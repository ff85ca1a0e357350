// Copyright 2025-present Harīṣh Tummalachērla
// SPDX-License-Identifier: Apache-2.0

//! Fuzzy matching: the edit-distance metric the tree is built on.

mod levenshtein;

pub use levenshtein::*;
//
//  se2-sdk
//  api/execution.rs
//
//  Created by Ngonidzashe Mangudya on 2026/01/12.
//  Copyright (c) 2025 IAMNGONI. All rights reserved.
//

//! # Execution API
//!
//! Runs deployed plugins, either by name (the live version) or by a pinned
//! reference. Payloads and results are raw bytes.
//!
//! A plugin that fails reports `{"code": ..., "message": ...}` with a non-200
//! status; that body becomes [`ApiError::Execution`]. Any other non-200
//! answer is an [`ApiError::UnexpectedStatus`].

use reqwest::StatusCode;

use crate::api::admin::{plugin_segments, require_plugin};
use crate::api::client::{require, Call, RawResponse, Se2Client, Service};
use crate::api::common::{error_message, ApiError, ErrorBody, Result};
use crate::resource::Plugin;

/// Header carrying the executor's request identifier.
pub const REQUEST_ID_HEADER: &str = "x-suborbital-requestid";

/// Output of a successful execution.
#[derive(Debug, Clone, PartialEq, Eq)]
pub struct ExecResponse {
    /// What the plugin returned.
    pub body: Vec<u8>,

    /// Request identifier, usable with
    /// [`Se2Client::result_metadata`](crate::api::Se2Client::result_metadata).
    pub request_id: Option<String>,
}

impl ExecResponse {
    /// The body as UTF-8, replacing invalid sequences.
    pub fn text(&self) -> String {
        String::from_utf8_lossy(&self.body).into_owned()
    }
}

impl Se2Client {
    /// Runs the live version of `plugin` with `payload` as input.
    ///
    /// ```rust,no_run
    /// use se2_sdk::Plugin;
    ///
    /// # async fn demo(client: &se2_sdk::api::Se2Client) -> se2_sdk::api::common::Result<()> {
    /// let plugin = Plugin::new("com.suborbital", "acmeco", "default", "hello");
    /// let response = client.exec(&plugin, "world").await?;
    /// println!("{}", response.text());
    /// # Ok(())
    /// # }
    /// ```
    pub async fn exec(&self, plugin: &Plugin, payload: impl Into<Vec<u8>>) -> Result<ExecResponse> {
        const OP: &str = "exec";
        require_plugin(OP, plugin)?;

        let call = Call::post(OP, Service::Execution, "/name")
            .segments(plugin_segments(plugin))
            .raw(payload.into());
        self.run(OP, call).await
    }

    /// Runs the plugin version identified by `reference`.
    pub async fn exec_ref(&self, reference: &str, payload: impl Into<Vec<u8>>) -> Result<ExecResponse> {
        const OP: &str = "exec_ref";
        require(OP, "plugin reference", reference)?;

        let call = Call::post(OP, Service::Execution, "/ref")
            .segment(reference)
            .raw(payload.into());
        self.run(OP, call).await
    }

    async fn run(&self, op: &'static str, call: Call<'_>) -> Result<ExecResponse> {
        let response = self.send(call).await?;
        if response.status != StatusCode::OK {
            return Err(execution_error(op, &response));
        }

        let request_id = response
            .headers
            .get(REQUEST_ID_HEADER)
            .and_then(|value| value.to_str().ok())
            .map(str::to_string);

        Ok(ExecResponse {
            body: response.body,
            request_id,
        })
    }
}

fn execution_error(op: &'static str, response: &RawResponse) -> ApiError {
    match serde_json::from_slice::<ErrorBody>(&response.body) {
        Ok(body) => {
            tracing::warn!(op, code = body.code, message = %body.message, "plugin execution failed");
            ApiError::Execution {
                code: body.code,
                message: body.message,
            }
        }
        Err(_) => {
            let message = error_message(response.status, &response.body);
            tracing::warn!(op, status = response.status.as_u16(), %message, "unexpected response status");
            ApiError::UnexpectedStatus {
                op,
                expected: StatusCode::OK.as_u16(),
                actual: response.status.as_u16(),
                message,
            }
        }
    }
}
• • •
* **Directions for this task**:
Your answer should be the lines of the listing above between the line holding "use crate::resource::Plugin;" and the line holding "identifier, usable with", inclusive, restated word for word and alone.

* **Output below**:
use crate::resource::Plugin;

/// Header carrying the executor's request identifier.
pub const REQUEST_ID_HEADER: &str = "x-suborbital-requestid";

/// Output of a successful execution.
#[derive(Debug, Clone, PartialEq, Eq)]
pub struct ExecResponse {
    /// What the plugin returned.
    pub body: Vec<u8>,

    /// Request identifier, usable with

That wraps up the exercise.